The American Spectator

home
ADVERTISEMENT

The Spectacle Blog

The Baucus bill is bad enough.  But the so-called "public option" isn't yet dead.  Reports Politico:

The forces in favor of a public health insurance option roared back Thursday on Capitol Hill after weeks when their cause looked bleak.

House Speaker Nancy Pelosi (D-Calif.) looked closer than ever to including a robust U.S. government-run insurance program in the House bill - saying recent attempts by the health insurance industry to undercut reform prove insurers can't be trusted.

And in the Senate, a weekly policy lunch turned into a heated debate when liberals went after the Senate Finance Committee bill and made clear they won't roll over for legislation that doesn't include a public option.

Reflecting deep divides within the caucus, the Senate luncheon turned tense, with voices elevated and senators venting. "In today's lunch, it even involved a little performance theater," Sen. Evan Bayh (D-Ind.) said, describing it as an "emotional catharsis."

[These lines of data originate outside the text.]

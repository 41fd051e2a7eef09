//! Function invocation.

use std::rc::Rc;

use crate::ast::types::FunctionDefNode;
use crate::environment::scope::FrameKind;
use crate::interpreter::control_flow::{ControlFlow, ExecOutcome};
use crate::interpreter::errors::ExecError;
use crate::interpreter::interpreter::Interpreter;
use crate::interpreter::traps::TrapKey;

const MAX_CALL_DEPTH: u32 = 1000;

impl Interpreter {
    /// Call a function with `args` as its positional parameters. The
    /// caller has already pushed any TempAssign frame.
    pub fn call_function(
        &mut self,
        def: Rc<FunctionDefNode>,
        args: &[String],
    ) -> Result<ExecOutcome, ExecError> {
        if self.func_depth >= MAX_CALL_DEPTH {
            return Err(ExecError::Expansion(format!(
                "{}: maximum function nesting level exceeded",
                def.name
            )));
        }

        let saved_positionals = self.env.positional_params().to_vec();
        self.env.set_positionals(args.to_vec());
        self.env.push_scope(FrameKind::Function);
        self.env.func_stack.push(def.name.clone());
        self.func_depth += 1;

        let result = self.run_command(&def.body);

        self.func_depth -= 1;
        self.env.func_stack.pop();
        self.env.pop_scope();
        self.env.set_positionals(saved_positionals);

        let mut out = result?;
        // `return` unwinds exactly to here.
        if out.flow == ControlFlow::Return {
            out.flow = ControlFlow::None;
        }
        self.run_trap(TrapKey::Return);
        Ok(out)
    }
}
//! Pipeline execution.
//!
//! All stages are started before any is waited on; the shell waits in
//! stage order. Every stage except possibly the last runs in a forked
//! child. The last stage runs in the parent when it is a compound
//! command or a builtin, so `... | while read x` mutates parent state;
//! external last stages fork like the rest.

use std::os::fd::{AsRawFd, OwnedFd};

use nix::sys::wait::{waitpid, WaitPidFlag, WaitStatus};
use nix::unistd::{self, Pid};

use crate::ast::types::{CommandNode, PipelineNode};
use crate::interpreter::builtins;
use crate::interpreter::control_flow::ExecOutcome;
use crate::interpreter::errors::ExecError;
use crate::interpreter::execution_engine::describe_pipeline;
use crate::interpreter::interpreter::Interpreter;
use crate::interpreter::job_control::{give_terminal_to, JobState};
use crate::interpreter::process::{decode_wait_status, fork_process, ForkOutcome};
use crate::interpreter::signals;

impl Interpreter {
    pub(crate) fn run_pipeline_node(&mut self, p: &PipelineNode) -> Result<ExecOutcome, ExecError> {
        if p.stages.len() == 1 {
            let out = self.run_command(&p.stages[0])?;
            self.env.pipestatus = vec![out.status];
            return Ok(out);
        }
        self.run_multi_stage(p)
    }

    fn run_multi_stage(&mut self, p: &PipelineNode) -> Result<ExecOutcome, ExecError> {
        let n = p.stages.len();
        let mut pipes: Vec<(OwnedFd, OwnedFd)> = Vec::with_capacity(n - 1);
        for _ in 0..n - 1 {
            pipes.push(unistd::pipe()?);
        }

        let job_control = self.job_control_active();
        let last_in_parent = stage_runs_in_parent(&p.stages[n - 1]);
        let mut pgid: i32 = 0;
        let mut pids: Vec<i32> = Vec::new();

        let forked_stages = if last_in_parent { n - 1 } else { n };
        for i in 0..forked_stages {
            match fork_process()? {
                ForkOutcome::Child => {
                    if job_control {
                        let own = unistd::getpid();
                        let target = if pgid == 0 { own } else { Pid::from_raw(pgid) };
                        let _ = unistd::setpgid(own, target);
                    }
                    // Wire this stage's ends, then close every pipe fd.
                    if i > 0 {
                        let _ = unistd::dup2(pipes[i - 1].0.as_raw_fd(), 0);
                    }
                    if i < n - 1 {
                        let _ = unistd::dup2(pipes[i].1.as_raw_fd(), 1);
                        if p.stderr_pipes.get(i).copied().unwrap_or(false) {
                            let _ = unistd::dup2(1, 2);
                        }
                    }
                    drop(pipes);
                    signals::restore_child_handlers();
                    self.become_subshell();
                    let status = match self.run_command(&p.stages[i]) {
                        Ok(o) => o.status,
                        Err(e) => self.report(e).status,
                    };
                    std::process::exit(status);
                }
                ForkOutcome::Parent(pid) => {
                    if pgid == 0 {
                        pgid = pid;
                    }
                    if job_control {
                        let _ = unistd::setpgid(Pid::from_raw(pid), Pid::from_raw(pgid));
                    }
                    pids.push(pid);
                }
            }
        }

        if job_control {
            give_terminal_to(pgid);
        }

        let text = describe_pipeline(p);
        let mut statuses;
        let mut parent_out = None;

        if last_in_parent {
            // Keep only the final read end; everything else must close so
            // the parent stage sees EOF.
            let (last_read, last_write) = pipes
                .pop()
                .ok_or_else(|| ExecError::Expansion("pipeline without pipes".into()))?;
            drop(last_write);
            drop(pipes);

            let saved_stdin = nix::fcntl::fcntl(0, nix::fcntl::FcntlArg::F_DUPFD_CLOEXEC(10)).ok();
            let _ = unistd::dup2(last_read.as_raw_fd(), 0);
            drop(last_read);

            let out = self.run_command(&p.stages[n - 1]);

            if let Some(saved) = saved_stdin {
                let _ = unistd::dup2(saved, 0);
                let _ = unistd::close(saved);
            }

            statuses = self.wait_foreground(&pids, pgid, &text);
            match out {
                Ok(o) => {
                    statuses.push(o.status);
                    parent_out = Some(o);
                }
                Err(e) => {
                    let r = self.report(e);
                    statuses.push(r.status);
                    parent_out = Some(r);
                }
            }
        } else {
            drop(pipes);
            statuses = self.wait_foreground(&pids, pgid, &text);
        }

        if job_control {
            give_terminal_to(self.shell_pgid);
        }

        self.env.pipestatus = statuses.clone();
        let status = if self.env.options.pipefail {
            statuses.iter().rev().find(|s| **s != 0).copied().unwrap_or(0)
        } else {
            *statuses.last().unwrap_or(&0)
        };

        // Control flow from a parent-run last stage survives the pipeline.
        match parent_out {
            Some(mut o) => {
                o.status = status;
                Ok(o)
            }
            None => Ok(ExecOutcome::status(status)),
        }
    }

    /// Wait for foreground pids in stage order. A stop turns the whole
    /// pipeline into a stopped job.
    pub(crate) fn wait_foreground(&mut self, pids: &[i32], pgid: i32, text: &str) -> Vec<i32> {
        let mut statuses: Vec<Option<i32>> = vec![None; pids.len()];
        let mut stopped = false;
        for (i, pid) in pids.iter().enumerate() {
            if stopped {
                break;
            }
            loop {
                match waitpid(Pid::from_raw(*pid), Some(WaitPidFlag::WUNTRACED)) {
                    Ok(WaitStatus::Stopped(..)) => {
                        stopped = true;
                        break;
                    }
                    Ok(ws @ (WaitStatus::Exited(..) | WaitStatus::Signaled(..))) => {
                        statuses[i] = Some(decode_wait_status(ws));
                        break;
                    }
                    Ok(_) => continue,
                    Err(_) => {
                        statuses[i] = Some(127);
                        break;
                    }
                }
            }
        }
        if stopped {
            let stop_status = 128 + nix::sys::signal::Signal::SIGTSTP as i32;
            let id = self.jobs.add(pgid, pids.to_vec(), text.to_string());
            if let Some(job) = self.jobs.get_mut(id) {
                job.state = JobState::Stopped;
                job.notify = true;
                for (i, s) in statuses.iter().enumerate() {
                    if let Some(code) = s {
                        job.statuses[i] = Some(*code);
                    }
                }
            }
            return statuses.into_iter().map(|s| s.unwrap_or(stop_status)).collect();
        }
        statuses.into_iter().map(|s| s.unwrap_or(0)).collect()
    }
}

/// The documented lastpipe choice: compounds and builtins run in the
/// parent shell; externals and functions fork.
fn stage_runs_in_parent(stage: &CommandNode) -> bool {
    match stage {
        CommandNode::Compound(_) => true,
        CommandNode::Simple(c) => match c.words.first() {
            Some(w) if w.is_static() => {
                let name: String = w
                    .parts
                    .iter()
                    .map(|p| match p {
                        crate::ast::types::WordPart::Literal(s)
                        | crate::ast::types::WordPart::SingleQuoted(s)
                        | crate::ast::types::WordPart::AnsiC(s)
                        | crate::ast::types::WordPart::Escaped(s) => s.clone(),
                        _ => String::new(),
                    })
                    .collect();
                builtins::lookup(&name).is_some()
            }
            _ => false,
        },
        CommandNode::FunctionDef(_) => true,
    }
}
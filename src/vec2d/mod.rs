//! A tiny immutable 2D vector, used for both positions and headings.
use geo_types::{coord, Coord, Point};
use serde::{Deserialize, Serialize};
use std::fmt;
use std::ops::{Add, Mul, Neg, Sub};

/// # Vec2D
///
/// Plain value type. Every operation hands back a new vector, so a heading
/// can be passed around and compared freely without anyone mutating it
/// behind the turtle's back.
///
/// # Example
///
/// ```rust
/// use aoer_turtle_rs::vec2d::Vec2D;
///
/// let east = Vec2D::new(1.0, 0.0);
/// let north = east.rotate(90.0);
/// assert!((north - Vec2D::new(0.0, 1.0)).magnitude() < 1e-12);
/// ```
#[derive(Serialize, Deserialize, Debug, Clone, Copy, PartialEq, Default)]
pub struct Vec2D {
    pub x: f64,
    pub y: f64,
}

impl Vec2D {
    pub const ZERO: Vec2D = Vec2D { x: 0.0, y: 0.0 };

    pub fn new(x: f64, y: f64) -> Vec2D {
        Vec2D { x, y }
    }

    pub fn add(&self, other: &Vec2D) -> Vec2D {
        Vec2D::new(self.x + other.x, self.y + other.y)
    }

    pub fn sub(&self, other: &Vec2D) -> Vec2D {
        Vec2D::new(self.x - other.x, self.y - other.y)
    }

    pub fn scale(&self, k: f64) -> Vec2D {
        Vec2D::new(self.x * k, self.y * k)
    }

    pub fn dot(&self, other: &Vec2D) -> f64 {
        self.x * other.x + self.y * other.y
    }

    pub fn magnitude(&self) -> f64 {
        self.x.hypot(self.y)
    }

    /// Rotate counterclockwise by `degrees`. The rotated vector is a blend of
    /// this one and its perpendicular, which is the only place heading state
    /// ever meets trigonometry.
    pub fn rotate(&self, degrees: f64) -> Vec2D {
        let perp = Vec2D::new(-self.y, self.x);
        let (s, c) = degrees.to_radians().sin_cos();
        Vec2D::new(self.x * c + perp.x * s, self.y * c + perp.y * s)
    }

    /// Direction of this vector in degrees, in `[0, 360)`.
    /// Rounded to ten decimals so that `90.00000000000001` reads as `90`.
    pub fn angle_degrees(&self) -> f64 {
        let raw = self.y.atan2(self.x).to_degrees();
        let rounded = (raw * 1e10).round() / 1e10;
        rounded.rem_euclid(360.0)
    }
}

impl Add for Vec2D {
    type Output = Vec2D;
    fn add(self, other: Vec2D) -> Vec2D {
        Vec2D::add(&self, &other)
    }
}

impl Sub for Vec2D {
    type Output = Vec2D;
    fn sub(self, other: Vec2D) -> Vec2D {
        Vec2D::sub(&self, &other)
    }
}

impl Mul<f64> for Vec2D {
    type Output = Vec2D;
    fn mul(self, k: f64) -> Vec2D {
        self.scale(k)
    }
}

impl Neg for Vec2D {
    type Output = Vec2D;
    fn neg(self) -> Vec2D {
        Vec2D::new(-self.x, -self.y)
    }
}

impl From<(f64, f64)> for Vec2D {
    fn from((x, y): (f64, f64)) -> Self {
        Vec2D::new(x, y)
    }
}

impl From<Coord<f64>> for Vec2D {
    fn from(c: Coord<f64>) -> Self {
        Vec2D::new(c.x, c.y)
    }
}

impl From<Vec2D> for Coord<f64> {
    fn from(v: Vec2D) -> Self {
        coord! {x: v.x, y: v.y}
    }
}

impl From<Point<f64>> for Vec2D {
    fn from(p: Point<f64>) -> Self {
        Vec2D::new(p.x(), p.y())
    }
}

impl From<Vec2D> for Point<f64> {
    fn from(v: Vec2D) -> Self {
        Point::new(v.x, v.y)
    }
}

impl fmt::Display for Vec2D {
    fn fmt(&self, f: &mut fmt::Formatter) -> fmt::Result {
        write!(f, "({:.2},{:.2})", self.x, self.y)
    }
}

#[cfg(test)]
mod test {
    use super::*;

    #[test]
    fn test_arithmetic() {
        let a = Vec2D::new(3.0, 4.0);
        let b = Vec2D::new(1.0, -2.0);
        assert_eq!(a + b, Vec2D::new(4.0, 2.0));
        assert_eq!(a - b, Vec2D::new(2.0, 6.0));
        assert_eq!(a * 2.0, Vec2D::new(6.0, 8.0));
        assert_eq!(-a, Vec2D::new(-3.0, -4.0));
        assert_eq!(a.dot(&b), -5.0);
        assert_eq!(a.magnitude(), 5.0);
    }

    #[test]
    fn test_simple_rotate() {
        for (degrees, source, destination) in vec![
            (90.0, Vec2D::new(1., 0.), Vec2D::new(0., 1.)),
            (180.0, Vec2D::new(1., 0.), Vec2D::new(-1., 0.)),
            (90.0, Vec2D::new(0., 1.), Vec2D::new(-1., 0.)),
            (
                45.0,
                Vec2D::new(1., 0.),
                Vec2D::new(0.7071067811865476, 0.7071067811865476),
            ),
            (
                -45.0,
                Vec2D::new(1., 0.),
                Vec2D::new(0.7071067811865476, -0.7071067811865476),
            ),
        ] {
            let out = source.rotate(degrees);
            assert!((destination - out).magnitude() < 1e-8);
        }
    }

    #[test]
    fn test_rotation_closure() {
        let start = Vec2D::new(1.0, 0.0);
        let mut heading = start;
        for _ in 0..360 {
            heading = heading.rotate(7.0);
        }
        // 360 * 7 = 2520 = 7 full turns
        assert!((heading - start).magnitude() < 1e-9);
        assert!((heading.magnitude() - 1.0).abs() < 1e-9);
    }

    #[test]
    fn test_angle_degrees() {
        assert_eq!(Vec2D::new(0.0, 1.0).angle_degrees(), 90.0);
        assert_eq!(Vec2D::new(0.0, -1.0).angle_degrees(), 270.0);
        assert_eq!(Vec2D::new(1.0, 0.0).rotate(90.0).angle_degrees(), 90.0);
    }

    #[test]
    fn test_geo_interop() {
        let p: Point<f64> = Vec2D::new(1.5, -2.0).into();
        assert_eq!(p, Point::new(1.5, -2.0));
        assert_eq!(Vec2D::from(coord! {x: 3.0, y: 4.0}), Vec2D::new(3.0, 4.0));
    }
}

In a week when the Senate Finance Committee passed a bill without a public option - raising questions about whether that would prove the public option's last gasp - progressives in both houses showed they won't go down without a fight.

As bad as the Baucus bill is, the end result still could be far worse.

About the Author

Doug Bandow is a Senior Fellow at the Cato Institute and the Senior Fellow in International Religious Persecution at the Institute on Religion and Public Policy. A former Special Assistant to President Ronald Reagan, he is author of Beyond Good Intentions: A Biblical View of Politics (Crossway).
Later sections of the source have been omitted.